Work request -> All lines of the material below that include the string "handlers" are to be copied.
======== Records ========
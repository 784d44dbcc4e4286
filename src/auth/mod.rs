//! Handshake authentication.
//!
//! The [`Authenticator`] turns the credential presented on the upgrade
//! request (or in the first frame) into a [`Principal`]. It does not touch
//! the hub; joining rooms is the session binder's job.

pub mod jwt;

use std::sync::Arc;
use std::time::Duration;

use async_trait::async_trait;
use serde::{Deserialize, Serialize};
use tokio::time::Instant;

use crate::error::RealtimeError;

pub use jwt::JwtVerifier;

/// Capability held by a principal.
#[derive(Debug, Clone, Copy, PartialEq, Eq, Hash, Serialize, Deserialize)]
#[serde(rename_all = "lowercase")]
pub enum Role {
    /// Regular app user.
    User,
    /// Operator with access to admin topic rooms.
    Admin,
}

/// Authenticated identity bound to one connection for its whole lifetime.
#[derive(Debug, Clone, PartialEq, Eq, Serialize)]
#[serde(rename_all = "camelCase")]
pub struct Principal {
    /// Numeric user id.
    pub user_id: u64,
    /// Account email.
    pub email: String,
    /// Granted roles; never empty.
    pub roles: Vec<Role>,
}

impl Principal {
    /// Creates a principal, defaulting to [`Role::User`] when `roles` is empty.
    #[must_use]
    pub fn new(user_id: u64, email: impl Into<String>, granted: Vec<Role>) -> Self {
        let mut roles = Vec::with_capacity(granted.len().max(1));
        for role in granted {
            if !roles.contains(&role) {
                roles.push(role);
            }
        }
        if roles.is_empty() {
            roles.push(Role::User);
        }
        Self {
            user_id,
            email: email.into(),
            roles,
        }
    }

    /// Whether the principal may use admin topic rooms.
    #[must_use]
    pub fn is_admin(&self) -> bool {
        self.roles.contains(&Role::Admin)
    }
}

/// External credential-verification collaborator.
#[async_trait]
pub trait CredentialVerifier: Send + Sync + std::fmt::Debug {
    /// Verifies a raw bearer token (no `Bearer ` prefix).
    ///
    /// # Errors
    ///
    /// Returns [`RealtimeError::Unauthenticated`] for malformed, expired or
    /// otherwise rejected tokens.
    async fn verify(&self, token: &str) -> Result<Principal, RealtimeError>;
}

/// Validates handshake credentials within a bounded time.
#[derive(Debug, Clone)]
pub struct Authenticator {
    verifier: Arc<dyn CredentialVerifier>,
    timeout: Duration,
}

impl Authenticator {
    /// Creates an authenticator around `verifier`.
    #[must_use]
    pub fn new(verifier: Arc<dyn CredentialVerifier>, timeout: Duration) -> Self {
        Self { verifier, timeout }
    }

    /// Upper bound for the whole handshake.
    #[must_use]
    pub const fn handshake_timeout(&self) -> Duration {
        self.timeout
    }

    /// Resolves `credential` to a principal.
    ///
    /// Accepts a bare token or an `Authorization`-style `Bearer <token>`.
    ///
    /// # Errors
    ///
    /// Returns [`RealtimeError::Unauthenticated`] when the credential is
    /// missing, rejected by the verifier, or verification exceeds the
    /// handshake timeout.
    pub async fn authenticate(&self, credential: Option<&str>) -> Result<Principal, RealtimeError> {
        self.authenticate_before(credential, Instant::now() + self.timeout)
            .await
    }

    /// Resolves `credential` to a principal, giving up at `deadline`.
    ///
    /// Used when part of the handshake budget was already spent waiting for
    /// the credential itself.
    ///
    /// # Errors
    ///
    /// Same as [`Authenticator::authenticate`].
    pub async fn authenticate_before(
        &self,
        credential: Option<&str>,
        deadline: Instant,
    ) -> Result<Principal, RealtimeError> {
        let token = credential
            .map(str::trim)
            .map(|c| c.strip_prefix("Bearer ").unwrap_or(c).trim())
            .filter(|t| !t.is_empty())
            .ok_or_else(|| RealtimeError::Unauthenticated("missing credential".to_string()))?;

        match tokio::time::timeout_at(deadline, self.verifier.verify(token)).await {
            Ok(Ok(principal)) => {
                tracing::debug!(user_id = principal.user_id, "credential verified");
                Ok(principal)
            }
            Ok(Err(e)) => Err(e),
            Err(_) => Err(RealtimeError::Unauthenticated(
                "credential verification timed out".to_string(),
            )),
        }
    }
}
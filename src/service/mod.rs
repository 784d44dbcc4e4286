//! Service layer: event dispatch orchestration.
//!
//! [`DispatchBridge`] consumes the [`super::domain::EventBus`], validates
//! each event and hands the routed messages to a [`Transport`].

pub mod dispatch;
pub mod routes;

pub use dispatch::{DispatchBridge, DispatchSnapshot, DispatchStats, Transport};
pub use routes::{CatalogEntry, EVENT_CATALOG, route};
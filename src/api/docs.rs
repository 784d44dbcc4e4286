//! OpenAPI document and Swagger UI.

use axum::Router;
use utoipa::OpenApi;
use utoipa_swagger_ui::SwaggerUi;

use super::dto::{PublishEventRequest, PublishEventResponse, StatsResponse};
use super::handlers::system::HealthResponse;
use crate::domain::EventKind;
use crate::error::{ErrorBody, ErrorResponse};
use crate::service::{CatalogEntry, DispatchSnapshot};

/// OpenAPI description of the REST surface.
#[derive(Debug, OpenApi)]
#[openapi(
    info(
        title = "pulse-gateway",
        description = "Real-time event distribution gateway. Clients connect to `/ws`; producers publish on `/api/v1/events`."
    ),
    paths(
        super::handlers::system::health_handler,
        super::handlers::events::publish_event,
        super::handlers::events::event_catalog,
        super::handlers::events::gateway_stats,
    ),
    components(schemas(
        HealthResponse,
        PublishEventRequest,
        PublishEventResponse,
        StatsResponse,
        DispatchSnapshot,
        CatalogEntry,
        EventKind,
        ErrorResponse,
        ErrorBody,
    )),
    tags(
        (name = "System", description = "Service health"),
        (name = "Events", description = "Event ingest and catalog"),
    )
)]
pub struct ApiDoc;

/// Swagger UI at `/swagger-ui`, spec at `/api-docs/openapi.json`.
pub fn docs_routes<S>() -> Router<S>
where
    S: Clone + Send + Sync + 'static,
{
    Router::new().merge(SwaggerUi::new("/swagger-ui").url("/api-docs/openapi.json", ApiDoc::openapi()))
}
//! Axum WebSocket upgrade handler.

use axum::extract::ws::WebSocketUpgrade;
use axum::extract::{Query, State};
use axum::http::HeaderMap;
use axum::http::header::AUTHORIZATION;
use axum::response::{IntoResponse, Response};
use serde::Deserialize;

use super::connection::run_connection;
use crate::app_state::AppState;

/// Query parameters accepted on the upgrade request.
#[derive(Debug, Default, Deserialize)]
pub struct WsParams {
    /// Bearer token for clients that cannot set an `Authorization` header.
    pub token: Option<String>,
}

/// `GET /ws` — Upgrade HTTP connection to WebSocket.
///
/// A credential in the `Authorization` header (or `?token=`) is verified
/// before the upgrade; a bad one is answered with 401 and no socket is
/// opened. Without any credential the upgrade proceeds and the client must
/// send an `authenticate` command first.
pub async fn ws_handler(
    ws: WebSocketUpgrade,
    State(state): State<AppState>,
    Query(params): Query<WsParams>,
    headers: HeaderMap,
) -> Response {
    let credential = headers
        .get(AUTHORIZATION)
        .and_then(|value| value.to_str().ok())
        .map(str::to_owned)
        .or(params.token);

    let principal = match credential {
        Some(credential) => match state.authenticator.authenticate(Some(&credential)).await {
            Ok(principal) => Some(principal),
            Err(e) => {
                tracing::info!(error = %e, "ws upgrade refused");
                return e.into_response();
            }
        },
        None => None,
    };

    ws.on_upgrade(move |socket| run_connection(socket, state, principal))
        .into_response()
}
========
Response area ->
use super::handlers::system::HealthResponse;
        super::handlers::system::health_handler,
        super::handlers::events::publish_event,
        super::handlers::events::event_catalog,
        super::handlers::events::gateway_stats,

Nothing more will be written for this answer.